За что, думал он в тот ясный пригожий денек, за что мне такие муки? Чем я, господи, перед тобой провинился? Тем, что родился евреем и торгую в этой треклятой дыре водкой? Не хотите - не пейте! Я вам что, насилу ее в глотки вливаю? Сами их разеваете… И дня без браги прожить не можете… Да что там дня - часу! Праздник не праздник, горе не горе - только успевай ставить на стол бутылки. Наливай, жид пархатый, пошевеливайся! И пархатый не в обиде, нет, нет… на обиде и гривенника не заработаешь… пархатый из кожи вон лезет и бежит с подносом к Юзефу… Пятрасу… Афиногену!.. А эти Юзефы, эти Пятрасы, эти Афиногены хоть когда-нибудь задумывались, почему он, пархатый, открыл свою корчму здесь, среди этих дремучих лесов и топких болот, а не где-нибудь на другом берегу Немана? Потому что немец пьет не до одури, а только так, для увеселения души. На немце шиш заработаешь. Открой кабак, и назавтра к тебе нагрянут жандармы и заколотят его крест-накрест досками. Ферботен! Дер Кайзер ерлаубт нихт… Император запрещает! А здесь… здесь тебя и пальцем не тронут ни урядник, ни император! Еще спасибо скажут, ибо нет лучшего острога, чем водка. Зачем на каторгу отправлять, когда можно послать к нему, к Ешуа! "Молодец, Мандель, отечеству служишь, престолу!" Пока они в корчме торчат, пока у них в глазах туман, они ничего не требуют, кроме лишней бутылки… Водка - их надзиратель и их конвоир… Белая, сладкая, горькая, она пребудет во веки веков… на ней, на матушке, вся империя держится и дай бог ей держаться и дальше!.. Закройте лавку колониальных товаров Симхе Вильнера… москательную братьев Спиваков… мясную Перельмана… заколотите крест-накрест досками - ничего не изменится! Другое дело - корчма. Она вечна, как престол, как отечество! Умрет Ешуа, за стойку станет Семен, Семен удерет - Хава станет, Хава окочурится - Морта начнет разливать, Морту сожжете - лошадь встанет… вот эта гнедая… кто бы ни наливал, лишь бы наливал!..

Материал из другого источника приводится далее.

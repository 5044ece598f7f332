//! Frames-in-flight count and the dirty countdown built on it.

use std::num::NonZeroU32;

use crate::error::GraphicsError;

/// Number of frames the CPU may run ahead of the GPU.
///
/// Shared by the [`FramePipeline`](super::FramePipeline), every
/// [`ConstantMirror`](super::ConstantMirror) and every
/// [`ShadingBlock`](super::ShadingBlock) built for it.
#[derive(Debug, Clone, Copy, PartialEq, Eq, Hash)]
pub struct FramesInFlight(NonZeroU32);

impl FramesInFlight {
    /// Three frames, enough for the CPU to stay two frames ahead.
    pub const DEFAULT: Self = Self(NonZeroU32::MIN.saturating_add(2));

    /// Create a frame count. Zero is rejected.
    pub fn new(count: u32) -> Result<Self, GraphicsError> {
        NonZeroU32::new(count).map(Self).ok_or_else(|| {
            GraphicsError::InvalidParameter("frames in flight must be at least 1".to_string())
        })
    }

    /// The count as `u32`.
    pub fn get(&self) -> u32 {
        self.0.get()
    }

    /// The count as `usize`, for slot indexing.
    pub fn as_usize(&self) -> usize {
        self.0.get() as usize
    }
}

impl Default for FramesInFlight {
    fn default() -> Self {
        Self::DEFAULT
    }
}

impl std::fmt::Display for FramesInFlight {
    fn fmt(&self, f: &mut std::fmt::Formatter<'_>) -> std::fmt::Result {
        write!(f, "{}", self.0)
    }
}

/// Observable state of a [`DirtyCountdown`].
#[derive(Debug, Clone, Copy, PartialEq, Eq)]
pub enum DirtyState {
    /// Every mirror slot holds the current value.
    Clean,
    /// This many slots, visited in round-robin order, are still stale.
    Dirty(u32),
}

/// Counts how many per-frame copies of a value still need refreshing.
///
/// Slots are visited in strict round-robin order, so a single counter is
/// enough: after [`mark_dirty`](Self::mark_dirty) exactly N calls to
/// [`consume`](Self::consume) return `true`, one per slot.
#[derive(Debug, Clone, Copy, PartialEq, Eq)]
pub struct DirtyCountdown {
    frames_in_flight: FramesInFlight,
    remaining: u32,
}

impl DirtyCountdown {
    /// Create a countdown that starts dirty in every slot.
    pub fn new(frames_in_flight: FramesInFlight) -> Self {
        Self {
            frames_in_flight,
            remaining: frames_in_flight.get(),
        }
    }

    /// Reset to N, whatever the current count.
    pub fn mark_dirty(&mut self) {
        self.remaining = self.frames_in_flight.get();
    }

    /// Account for one slot refresh. Returns `false` if nothing was stale.
    pub fn consume(&mut self) -> bool {
        if self.remaining == 0 {
            return false;
        }
        self.remaining -= 1;
        true
    }

    /// Number of slots still stale.
    pub fn remaining(&self) -> u32 {
        self.remaining
    }

    /// Current state.
    pub fn state(&self) -> DirtyState {
        match self.remaining {
            0 => DirtyState::Clean,
            k => DirtyState::Dirty(k),
        }
    }

    /// Whether any slot is stale.
    pub fn is_dirty(&self) -> bool {
        self.remaining > 0
    }

    /// The N this countdown resets to.
    pub fn frames_in_flight(&self) -> FramesInFlight {
        self.frames_in_flight
    }
}
//! Dummy GPU backend for testing and development.
//!
//! Buffers live in host memory, so everything written, copied and read back
//! can be verified without GPU hardware. The backend also plays the role of a
//! strict validation layer: commands that touch a buffer in the wrong
//! residency state fail instead of silently working.
//!
//! Two knobs model a real device:
//! - a memory budget, past which buffer creation fails with
//!   [`BackendError::OutOfMemory`];
//! - deferred completion, where submissions are queued and only execute (and
//!   signal their fence) when a fence waits on or polls the queue.

use std::collections::VecDeque;
use std::sync::Arc;
use std::sync::atomic::{AtomicU64, Ordering};

use parking_lot::Mutex;

use crate::command::Command;
use crate::frame::{Fence, FencePoller};
use crate::instance::InstanceParameters;
use crate::types::{BufferDescriptor, MemoryLocation, ResourceState};

use super::{BackendError, DeviceLimits, GpuBackend, GpuBuffer};

/// Host-memory buffer owned by the dummy backend.
pub struct DummyBuffer {
    label: Option<String>,
    size: u64,
    memory: MemoryLocation,
    data: Mutex<Vec<u8>>,
    state: Mutex<ResourceState>,
    allocated: Arc<AtomicU64>,
}

impl DummyBuffer {
    /// Size in bytes.
    pub fn size(&self) -> u64 {
        self.size
    }

    /// Memory heap the buffer was created in.
    pub fn memory(&self) -> MemoryLocation {
        self.memory
    }

    /// Residency state as of the last executed command.
    pub fn state(&self) -> ResourceState {
        *self.state.lock()
    }

    /// Snapshot of the buffer contents.
    pub fn contents(&self) -> Vec<u8> {
        self.data.lock().clone()
    }

    fn name(&self) -> &str {
        self.label.as_deref().unwrap_or("unnamed")
    }
}

impl Drop for DummyBuffer {
    fn drop(&mut self) {
        self.allocated.fetch_sub(self.size, Ordering::AcqRel);
    }
}

impl std::fmt::Debug for DummyBuffer {
    fn fmt(&self, f: &mut std::fmt::Formatter<'_>) -> std::fmt::Result {
        f.debug_struct("DummyBuffer")
            .field("label", &self.label)
            .field("size", &self.size)
            .field("memory", &self.memory)
            .field("state", &self.state())
            .finish()
    }
}

#[derive(Debug)]
struct PendingSubmission {
    commands: Vec<Command>,
    fence: Fence,
}

/// Submissions waiting for the "GPU" to get to them.
#[derive(Debug, Default)]
struct DummyQueue {
    pending: Mutex<VecDeque<PendingSubmission>>,
}

impl DummyQueue {
    fn enqueue(&self, commands: &[Command], fence: &Fence) {
        self.pending.lock().push_back(PendingSubmission {
            commands: commands.to_vec(),
            fence: fence.clone(),
        });
    }

    /// Execute every queued submission in order. Returns how many ran.
    ///
    /// A submission that fails to execute fails its fence; later submissions
    /// still run.
    fn flush(&self) -> usize {
        let mut executed = 0;
        loop {
            // Pop under the lock, execute outside it.
            let Some(submission) = self.pending.lock().pop_front() else {
                break;
            };
            match execute(&submission.commands) {
                Ok(()) => submission.fence.signal(),
                Err(e) => {
                    log::error!(
                        "DummyBackend: deferred submission (fence {}) failed: {}",
                        submission.fence.id(),
                        e
                    );
                    submission.fence.fail();
                }
            }
            executed += 1;
        }
        executed
    }

    fn len(&self) -> usize {
        self.pending.lock().len()
    }
}

impl FencePoller for DummyQueue {
    fn poll(&self) {
        self.flush();
    }
}

/// Dummy GPU backend.
#[derive(Debug)]
pub struct DummyBackend {
    limits: DeviceLimits,
    memory_budget: Option<u64>,
    allocated: Arc<AtomicU64>,
    queue: Option<Arc<DummyQueue>>,
}

impl DummyBackend {
    /// Create a backend with no memory budget and immediate completion.
    pub fn new() -> Self {
        Self {
            limits: DeviceLimits::default(),
            memory_budget: None,
            allocated: Arc::new(AtomicU64::new(0)),
            queue: None,
        }
    }

    /// Create a backend configured by instance parameters.
    pub fn from_parameters(params: &InstanceParameters) -> Self {
        let mut backend = Self::new();
        if let Some(budget) = params.memory_budget {
            backend = backend.with_memory_budget(budget);
        }
        if params.deferred_completion {
            backend = backend.with_deferred_completion();
        }
        backend
    }

    /// Fail buffer creation once more than `bytes` are live.
    pub fn with_memory_budget(mut self, bytes: u64) -> Self {
        self.memory_budget = Some(bytes);
        self
    }

    /// Queue submissions until a fence polls or waits.
    pub fn with_deferred_completion(mut self) -> Self {
        self.queue = Some(Arc::new(DummyQueue::default()));
        self
    }

    /// Bytes currently allocated by live buffers.
    pub fn allocated_bytes(&self) -> u64 {
        self.allocated.load(Ordering::Acquire)
    }

    /// Submissions queued but not yet executed.
    pub fn pending_submissions(&self) -> usize {
        self.queue.as_ref().map_or(0, |q| q.len())
    }

    /// Execute all queued submissions. Returns how many ran.
    pub fn flush(&self) -> usize {
        self.queue.as_ref().map_or(0, |q| q.flush())
    }

    fn reserve(&self, size: u64) -> Result<(), BackendError> {
        let budget = self.memory_budget;
        self.allocated
            .fetch_update(Ordering::AcqRel, Ordering::Acquire, |current| {
                let next = current.checked_add(size)?;
                match budget {
                    Some(limit) if next > limit => None,
                    _ => Some(next),
                }
            })
            .map(|_| ())
            .map_err(|_| BackendError::OutOfMemory)
    }
}

impl Default for DummyBackend {
    fn default() -> Self {
        Self::new()
    }
}

impl GpuBackend for DummyBackend {
    fn name(&self) -> &'static str {
        "Dummy"
    }

    fn limits(&self) -> DeviceLimits {
        self.limits
    }

    fn create_buffer(&self, descriptor: &BufferDescriptor) -> Result<GpuBuffer, BackendError> {
        log::trace!(
            "DummyBackend: creating buffer {:?} (size: {}, memory: {:?})",
            descriptor.label,
            descriptor.size,
            descriptor.memory
        );

        if descriptor.size == 0 || descriptor.size > self.limits.max_buffer_size {
            return Err(BackendError::InvalidParameter(format!(
                "buffer size {} outside 1..={}",
                descriptor.size, self.limits.max_buffer_size
            )));
        }
        let len = usize::try_from(descriptor.size).map_err(|_| BackendError::OutOfMemory)?;

        self.reserve(descriptor.size)?;

        Ok(GpuBuffer::Dummy(Arc::new(DummyBuffer {
            label: descriptor.label.clone(),
            size: descriptor.size,
            memory: descriptor.memory,
            data: Mutex::new(vec![0u8; len]),
            state: Mutex::new(descriptor.initial_state),
            allocated: Arc::clone(&self.allocated),
        })))
    }

    fn write_buffer(
        &self,
        buffer: &GpuBuffer,
        offset: u64,
        data: &[u8],
    ) -> Result<(), BackendError> {
        let buffer = dummy_buffer(buffer)?;
        log::trace!(
            "DummyBackend: write_buffer {} offset={} len={}",
            buffer.name(),
            offset,
            data.len()
        );

        if !buffer.memory.is_cpu_writable() {
            return Err(BackendError::InvalidParameter(format!(
                "buffer `{}` in {:?} memory is not CPU-writable",
                buffer.name(),
                buffer.memory
            )));
        }
        let range = byte_range(buffer, offset, data.len() as u64)?;
        buffer.data.lock()[range].copy_from_slice(data);
        Ok(())
    }

    fn create_fence(&self) -> Fence {
        match &self.queue {
            Some(queue) => Fence::new_unsignaled().with_poller(queue.clone()),
            None => Fence::new_unsignaled(),
        }
    }

    fn submit(&self, commands: &[Command], fence: &Fence) -> Result<(), BackendError> {
        log::trace!(
            "DummyBackend: submit {} commands (fence {})",
            commands.len(),
            fence.id()
        );

        match &self.queue {
            Some(queue) => queue.enqueue(commands, fence),
            None => match execute(commands) {
                Ok(()) => fence.signal(),
                Err(e) => {
                    fence.fail();
                    return Err(e);
                }
            },
        }
        Ok(())
    }

    fn read_buffer(
        &self,
        buffer: &GpuBuffer,
        offset: u64,
        size: u64,
    ) -> Result<Vec<u8>, BackendError> {
        let buffer = dummy_buffer(buffer)?;
        log::trace!(
            "DummyBackend: read_buffer {} offset={} size={}",
            buffer.name(),
            offset,
            size
        );
        let range = byte_range(buffer, offset, size)?;
        Ok(buffer.data.lock()[range].to_vec())
    }
}

fn dummy_buffer(buffer: &GpuBuffer) -> Result<&Arc<DummyBuffer>, BackendError> {
    match buffer {
        GpuBuffer::Dummy(buffer) => Ok(buffer),
        #[cfg(feature = "wgpu-backend")]
        GpuBuffer::Wgpu(_) => Err(BackendError::InvalidParameter(
            "wgpu buffer passed to the dummy backend".to_string(),
        )),
    }
}

fn byte_range(
    buffer: &DummyBuffer,
    offset: u64,
    size: u64,
) -> Result<std::ops::Range<usize>, BackendError> {
    match offset.checked_add(size) {
        Some(end) if end <= buffer.size => Ok(offset as usize..end as usize),
        _ => Err(BackendError::InvalidParameter(format!(
            "range {}+{} out of bounds for `{}` ({} bytes)",
            offset,
            size,
            buffer.name(),
            buffer.size
        ))),
    }
}

/// Run commands in program order against host memory.
fn execute(commands: &[Command]) -> Result<(), BackendError> {
    for command in commands {
        match command {
            Command::Transition {
                buffer,
                before,
                after,
            } => {
                let buffer = dummy_buffer(buffer)?;
                let mut state = buffer.state.lock();
                if *state != *before {
                    return Err(BackendError::InvalidState(format!(
                        "transition of `{}` from {:?} but buffer is {:?}",
                        buffer.name(),
                        before,
                        *state
                    )));
                }
                log::trace!(
                    "DummyBackend: `{}` {:?} -> {:?}",
                    buffer.name(),
                    before,
                    after
                );
                *state = *after;
            }
            Command::CopyBuffer { src, dst, region } => {
                let src = dummy_buffer(src)?;
                let dst = dummy_buffer(dst)?;
                if Arc::ptr_eq(src, dst) {
                    return Err(BackendError::InvalidParameter(format!(
                        "copy from `{}` onto itself",
                        src.name()
                    )));
                }
                if !src.state().can_copy_from() {
                    return Err(BackendError::InvalidState(format!(
                        "copy source `{}` is {:?}",
                        src.name(),
                        src.state()
                    )));
                }
                if dst.state() != ResourceState::CopyDest {
                    return Err(BackendError::InvalidState(format!(
                        "copy destination `{}` is {:?}, expected CopyDest",
                        dst.name(),
                        dst.state()
                    )));
                }
                let src_range = byte_range(src, region.src_offset, region.size)?;
                let dst_range = byte_range(dst, region.dst_offset, region.size)?;
                let src_data = src.data.lock();
                dst.data.lock()[dst_range].copy_from_slice(&src_data[src_range]);
            }
        }
    }
    Ok(())
}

… То позапрошлое лето, тот погожий денек прогорклым лесным дымком осмолил душу Ешуа. Белой ржавчиной тронуло волосы на голове, только борода по-прежнему осталась иссиня-черной.

О том, как его чуть не сожгли, о Юзефе никому не рассказал Ешуа. Да и какой смысл рассказывать? Положим, поймают и осудят. Ну и что? Разве он один такой? Всех не переловишь и в холодную не запрешь. Растрезвонишь и только пример подашь: выходите, мол, на дорогу, привязывайте к сосне, подкладывайте хворост.